_Work to be completed_: Your task is to reproduce the entries below word for word.

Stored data
"""

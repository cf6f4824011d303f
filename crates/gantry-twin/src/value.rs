//! Resource values and resource types.

use chrono::{DateTime, Utc};
use serde::{Deserialize, Serialize};
use serde_json::Value;

/// A value together with the instant it was set.
///
/// An unset resource has neither value nor timestamp.
#[derive(Debug, Clone, PartialEq, Default, Serialize, Deserialize)]
pub struct TimedValue {
    /// Current value.
    pub value: Option<Value>,
    /// When the value was set.
    pub timestamp: Option<DateTime<Utc>>,
}

impl TimedValue {
    /// Creates a set value.
    #[must_use]
    pub fn new(value: Value, timestamp: DateTime<Utc>) -> Self {
        Self {
            value: Some(value),
            timestamp: Some(timestamp),
        }
    }

    /// Returns `true` if no value has been set.
    #[must_use]
    pub fn is_empty(&self) -> bool {
        self.value.is_none()
    }

    /// Returns the value as a string slice, if it is a JSON string.
    #[must_use]
    pub fn as_str(&self) -> Option<&str> {
        self.value.as_ref().and_then(Value::as_str)
    }
}

/// How fresh a value read must be.
///
/// The in-memory twin always answers from its cache; twins backed by a
/// southbound device may pull a fresh value for `Strong`.
#[derive(Debug, Clone, Copy, PartialEq, Eq, Hash, Default, Serialize, Deserialize)]
#[serde(rename_all = "SCREAMING_SNAKE_CASE")]
pub enum GetLevel {
    /// Fetch from the device.
    Strong,
    /// Use the cached value unless the twin decides otherwise.
    #[default]
    Normal,
    /// Cached value only.
    Weak,
}

/// Kind of a twin resource.
#[derive(Debug, Clone, Copy, PartialEq, Eq, Hash, Serialize, Deserialize)]
#[serde(rename_all = "SCREAMING_SNAKE_CASE")]
pub enum ResourceType {
    /// Value measured by a device.
    Sensor,
    /// Configuration-like value.
    Property,
    /// Internal device state.
    StateVariable,
    /// Invocable action. Has no value.
    Action,
}

impl ResourceType {
    /// Returns `true` for [`ResourceType::Action`].
    #[must_use]
    pub fn is_action(&self) -> bool {
        matches!(self, Self::Action)
    }
}

impl std::fmt::Display for ResourceType {
    fn fmt(&self, f: &mut std::fmt::Formatter<'_>) -> std::fmt::Result {
        let s = match self {
            Self::Sensor => "SENSOR",
            Self::Property => "PROPERTY",
            Self::StateVariable => "STATE_VARIABLE",
            Self::Action => "ACTION",
        };
        f.write_str(s)
    }
}

/// Declared JSON shape of a resource value.
#[derive(Debug, Clone, Copy, PartialEq, Eq, Hash, Default, Serialize, Deserialize)]
#[serde(rename_all = "lowercase")]
pub enum ContentType {
    /// Any JSON value.
    #[default]
    Any,
    /// JSON string.
    String,
    /// Any JSON number.
    Number,
    /// JSON number without fraction.
    Integer,
    /// JSON boolean.
    Boolean,
    /// JSON object.
    Object,
    /// JSON array.
    Array,
}

impl ContentType {
    /// Returns `true` if `value` fits this content type. `null` always fits.
    ///
    /// # Example
    ///
    /// ```
    /// use gantry_twin::ContentType;
    /// use serde_json::json;
    ///
    /// assert!(ContentType::Integer.accepts(&json!(3)));
    /// assert!(!ContentType::Integer.accepts(&json!(3.5)));
    /// assert!(ContentType::String.accepts(&json!(null)));
    /// ```
    #[must_use]
    pub fn accepts(&self, value: &Value) -> bool {
        if value.is_null() {
            return true;
        }
        match self {
            Self::Any => true,
            Self::String => value.is_string(),
            Self::Number => value.is_number(),
            Self::Integer => value.is_i64() || value.is_u64(),
            Self::Boolean => value.is_boolean(),
            Self::Object => value.is_object(),
            Self::Array => value.is_array(),
        }
    }

    /// Returns the lowercase name of this content type.
    #[must_use]
    pub fn as_str(&self) -> &'static str {
        match self {
            Self::Any => "any",
            Self::String => "string",
            Self::Number => "number",
            Self::Integer => "integer",
            Self::Boolean => "boolean",
            Self::Object => "object",
            Self::Array => "array",
        }
    }
}

impl std::fmt::Display for ContentType {
    fn fmt(&self, f: &mut std::fmt::Formatter<'_>) -> std::fmt::Result {
        f.write_str(self.as_str())
    }
}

"""

_Answer_:
repository cf6f4824011d303f
filename crates/gantry-twin/src/value.rs
//! Resource values and resource types.

use chrono::{DateTime, Utc};
use serde::{Deserialize, Serialize};
use serde_json::Value;

/// A value together with the instant it was set.
///
/// An unset resource has neither value nor timestamp.
#[derive(Debug, Clone, PartialEq, Default, Serialize, Deserialize)]
pub struct TimedValue {
    /// Current value.
    pub value: Option<Value>,
    /// When the value was set.
    pub timestamp: Option<DateTime<Utc>>,
}

impl TimedValue {
    /// Creates a set value.
    #[must_use]
    pub fn new(value: Value, timestamp: DateTime<Utc>) -> Self {
        Self {
            value: Some(value),
            timestamp: Some(timestamp),
        }
    }

    /// Returns `true` if no value has been set.
    #[must_use]
    pub fn is_empty(&self) -> bool {
        self.value.is_none()
    }

    /// Returns the value as a string slice, if it is a JSON string.
    #[must_use]
    pub fn as_str(&self) -> Option<&str> {
        self.value.as_ref().and_then(Value::as_str)
    }
}

/// How fresh a value read must be.
///
/// The in-memory twin always answers from its cache; twins backed by a
/// southbound device may pull a fresh value for `Strong`.
#[derive(Debug, Clone, Copy, PartialEq, Eq, Hash, Default, Serialize, Deserialize)]
#[serde(rename_all = "SCREAMING_SNAKE_CASE")]
pub enum GetLevel {
    /// Fetch from the device.
    Strong,
    /// Use the cached value unless the twin decides otherwise.
    #[default]
    Normal,
    /// Cached value only.
    Weak,
}

/// Kind of a twin resource.
#[derive(Debug, Clone, Copy, PartialEq, Eq, Hash, Serialize, Deserialize)]
#[serde(rename_all = "SCREAMING_SNAKE_CASE")]
pub enum ResourceType {
    /// Value measured by a device.
    Sensor,
    /// Configuration-like value.
    Property,
    /// Internal device state.
    StateVariable,
    /// Invocable action. Has no value.
    Action,
}

impl ResourceType {
    /// Returns `true` for [`ResourceType::Action`].
    #[must_use]
    pub fn is_action(&self) -> bool {
        matches!(self, Self::Action)
    }
}

impl std::fmt::Display for ResourceType {
    fn fmt(&self, f: &mut std::fmt::Formatter<'_>) -> std::fmt::Result {
        let s = match self {
            Self::Sensor => "SENSOR",
            Self::Property => "PROPERTY",
            Self::StateVariable => "STATE_VARIABLE",
            Self::Action => "ACTION",
        };
        f.write_str(s)
    }
}

/// Declared JSON shape of a resource value.
#[derive(Debug, Clone, Copy, PartialEq, Eq, Hash, Default, Serialize, Deserialize)]
#[serde(rename_all = "lowercase")]
pub enum ContentType {
    /// Any JSON value.
    #[default]
    Any,
    /// JSON string.
    String,
    /// Any JSON number.
    Number,
    /// JSON number without fraction.
    Integer,
    /// JSON boolean.
    Boolean,
    /// JSON object.
    Object,
    /// JSON array.
    Array,
}

impl ContentType {
    /// Returns `true` if `value` fits this content type. `null` always fits.
    ///
    /// # Example
    ///
    /// ```
    /// use gantry_twin::ContentType;
    /// use serde_json::json;
    ///
    /// assert!(ContentType::Integer.accepts(&json!(3)));
    /// assert!(!ContentType::Integer.accepts(&json!(3.5)));
    /// assert!(ContentType::String.accepts(&json!(null)));
    /// ```
    #[must_use]
    pub fn accepts(&self, value: &Value) -> bool {
        if value.is_null() {
            return true;
        }
        match self {
            Self::Any => true,
            Self::String => value.is_string(),
            Self::Number => value.is_number(),
            Self::Integer => value.is_i64() || value.is_u64(),
            Self::Boolean => value.is_boolean(),
            Self::Object => value.is_object(),
            Self::Array => value.is_array(),
        }
    }

    /// Returns the lowercase name of this content type.
    #[must_use]
    pub fn as_str(&self) -> &'static str {
        match self {
            Self::Any => "any",
            Self::String => "string",
            Self::Number => "number",
            Self::Integer => "integer",
            Self::Boolean => "boolean",
            Self::Object => "object",
            Self::Array => "array",
        }
    }
}

impl std::fmt::Display for ContentType {
    fn fmt(&self, f: &mut std::fmt::Formatter<'_>) -> std::fmt::Result {
        f.write_str(self.as_str())
    }
}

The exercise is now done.